--- Available data Enclosed Below ---

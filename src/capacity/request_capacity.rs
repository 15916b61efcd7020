/*
 * Copyright Amazon.com, Inc. or its affiliates. All Rights Reserved.
 * SPDX-License-Identifier: Apache-2.0
 */

//! Admission control: should this attempt be dispatched at all, independent of whether the
//! previous failure is itself classified retryable.

use crate::capacity::atomic::AtomicCapacity;
use crate::capacity::cost::ExceptionCostCalculator;
use crate::context::{AttemptContext, LAST_ACQUIRED_KEY};
use std::fmt::Debug;
use std::sync::Arc;

/// A "credit" released to the bucket when a request succeeds without ever needing a retry.
const SUCCESS_ON_FIRST_TRY_REFILL_AMOUNT: u64 = 1;

/// Admission-control policy bound to a [`RetryPolicy`](crate::policy::RetryPolicy).
///
/// The first attempt of every request is always admitted without consulting the bucket; only
/// retries (`attempt_number > 1`) are subject to admission control.
pub trait RequestCapacity: Debug + Send + Sync {
    /// Decide whether the attempt recorded in `ctx` may be dispatched, deducting capacity as a
    /// side effect when it is a retry and capacity is available.
    fn should_attempt_request(&self, ctx: &mut AttemptContext) -> bool;

    /// Called once a request completes successfully; releases capacity back to the bucket.
    fn request_succeeded(&self, ctx: &AttemptContext);

    /// The capacity remaining right now, or `None` if this policy is unbounded. Used to populate
    /// the retry-info header's third field.
    fn remaining_capacity(&self) -> Option<u64>;
}

/// Token-bucket backed admission control: attempt 1 is free, retries cost
/// [`ExceptionCostCalculator::cost_of`] units drawn from a shared [`AtomicCapacity`].
#[derive(Debug, Clone)]
pub struct TokenBucketCapacity {
    bucket: Arc<AtomicCapacity>,
    cost_calculator: ExceptionCostCalculator,
}

impl TokenBucketCapacity {
    /// Build a token-bucket capacity policy over a bucket of size `max`.
    pub fn new(max: u64, cost_calculator: ExceptionCostCalculator) -> Self {
        Self {
            bucket: Arc::new(AtomicCapacity::new(max)),
            cost_calculator,
        }
    }

    /// Build over an existing, possibly shared, bucket.
    pub fn with_bucket(bucket: Arc<AtomicCapacity>, cost_calculator: ExceptionCostCalculator) -> Self {
        Self { bucket, cost_calculator }
    }

    /// The bucket backing this policy, for diagnostics or sharing across policies.
    pub fn bucket(&self) -> &Arc<AtomicCapacity> {
        &self.bucket
    }
}

impl RequestCapacity for TokenBucketCapacity {
    fn should_attempt_request(&self, ctx: &mut AttemptContext) -> bool {
        if ctx.attempt_number() == 1 {
            return true;
        }

        let cost = ctx
            .last_failure()
            .map(|failure| self.cost_calculator.cost_of(failure))
            .unwrap_or(0);

        match self.bucket.try_acquire(cost) {
            Ok(Some(acquisition)) => {
                ctx.attributes_mut().put(LAST_ACQUIRED_KEY, acquisition.acquired);
                tracing::debug!(
                    attempt = ctx.attempt_number(),
                    cost,
                    remaining = acquisition.remaining,
                    "admission granted"
                );
                true
            }
            Ok(None) => {
                tracing::debug!(attempt = ctx.attempt_number(), cost, "admission denied: insufficient capacity");
                false
            }
            Err(err) => {
                tracing::warn!(error = %err, "admission check failed");
                false
            }
        }
    }

    fn request_succeeded(&self, ctx: &AttemptContext) {
        let acquired = ctx.attributes().get::<u64>(LAST_ACQUIRED_KEY).copied();
        match acquired {
            None | Some(0) => {
                let _ = self.bucket.release(SUCCESS_ON_FIRST_TRY_REFILL_AMOUNT);
            }
            Some(amount) => {
                let _ = self.bucket.release(amount);
            }
        }
    }

    fn remaining_capacity(&self) -> Option<u64> {
        Some(self.bucket.current_capacity())
    }
}

/// A capacity policy with no bound: every attempt is admitted and successes are a no-op.
#[derive(Debug, Clone, Copy, Default)]
pub struct UnlimitedCapacity;

impl RequestCapacity for UnlimitedCapacity {
    fn should_attempt_request(&self, _ctx: &mut AttemptContext) -> bool {
        true
    }

    fn request_succeeded(&self, _ctx: &AttemptContext) {}

    fn remaining_capacity(&self) -> Option<u64> {
        None
    }
}

#[cfg(test)]
mod tests {
    use super::*;
    use crate::failure::{DefaultFailureClassifier, Failure, FailureKind};
    use crate::mode::RetryMode;

    fn bucket_capacity(max: u64, mode: RetryMode) -> TokenBucketCapacity {
        TokenBucketCapacity::new(
            max,
            ExceptionCostCalculator::for_mode(mode, Arc::new(DefaultFailureClassifier::new())),
        )
    }

    #[test]
    fn first_attempt_is_always_free() {
        let capacity = bucket_capacity(0, RetryMode::Standard);
        let mut ctx = AttemptContext::new();
        assert_eq!(ctx.attempt_number(), 1);
        assert!(capacity.should_attempt_request(&mut ctx));
        assert_eq!(capacity.remaining_capacity(), Some(0));
    }

    #[test]
    fn retry_draws_from_bucket() {
        let capacity = bucket_capacity(10, RetryMode::Standard);
        let mut ctx = AttemptContext::new();
        ctx.begin_next_attempt();
        ctx.record_failure(Failure::new(FailureKind::ServiceTransient, "x"));
        assert!(capacity.should_attempt_request(&mut ctx));
        assert_eq!(capacity.remaining_capacity(), Some(5));
    }

    #[test]
    fn retry_denied_when_bucket_empty() {
        let capacity = bucket_capacity(3, RetryMode::Standard);
        let mut ctx = AttemptContext::new();
        ctx.begin_next_attempt();
        ctx.record_failure(Failure::new(FailureKind::ServiceTransient, "x"));
        assert!(!capacity.should_attempt_request(&mut ctx));
        assert_eq!(capacity.remaining_capacity(), Some(3));
    }

    #[test]
    fn success_after_retry_releases_acquired_amount() {
        let capacity = bucket_capacity(10, RetryMode::Standard);
        let mut ctx = AttemptContext::new();
        ctx.begin_next_attempt();
        ctx.record_failure(Failure::new(FailureKind::ServiceTransient, "x"));
        assert!(capacity.should_attempt_request(&mut ctx));
        ctx.record_success(Some(200));
        capacity.request_succeeded(&ctx);
        assert_eq!(capacity.remaining_capacity(), Some(10));
    }

    #[test]
    fn first_attempt_success_credits_one_token() {
        let capacity = bucket_capacity(10, RetryMode::Standard);
        let mut ctx = AttemptContext::new();
        // draw the bucket down so the credit is observable
        capacity.bucket.try_acquire(5).unwrap();
        assert!(capacity.should_attempt_request(&mut ctx));
        ctx.record_success(Some(200));
        capacity.request_succeeded(&ctx);
        assert_eq!(capacity.remaining_capacity(), Some(6));
    }

    #[test]
    fn legacy_mode_throttling_never_drains_bucket() {
        let capacity = bucket_capacity(500, RetryMode::Legacy);
        let mut ctx = AttemptContext::new();
        for _ in 0..1000 {
            ctx.begin_next_attempt();
            ctx.record_failure(Failure::new(FailureKind::ServiceThrottling, "slow down"));
            assert!(capacity.should_attempt_request(&mut ctx));
        }
        assert_eq!(capacity.remaining_capacity(), Some(500));
    }

    #[test]
    fn unlimited_capacity_always_admits() {
        let capacity = UnlimitedCapacity;
        let mut ctx = AttemptContext::new();
        ctx.begin_next_attempt();
        assert!(capacity.should_attempt_request(&mut ctx));
        assert_eq!(capacity.remaining_capacity(), None);
    }
}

--- End of Enclosed Available data ---

Description of the task
Select all lines with the word "policy" from the entries above.

Solution for this task
/// Admission-control policy bound to a [`RetryPolicy`](crate::policy::RetryPolicy).
    /// The capacity remaining right now, or `None` if this policy is unbounded. Used to populate
    /// Build a token-bucket capacity policy over a bucket of size `max`.
    /// The bucket backing this policy, for diagnostics or sharing across policies.
/// A capacity policy with no bound: every attempt is admitted and successes are a no-op.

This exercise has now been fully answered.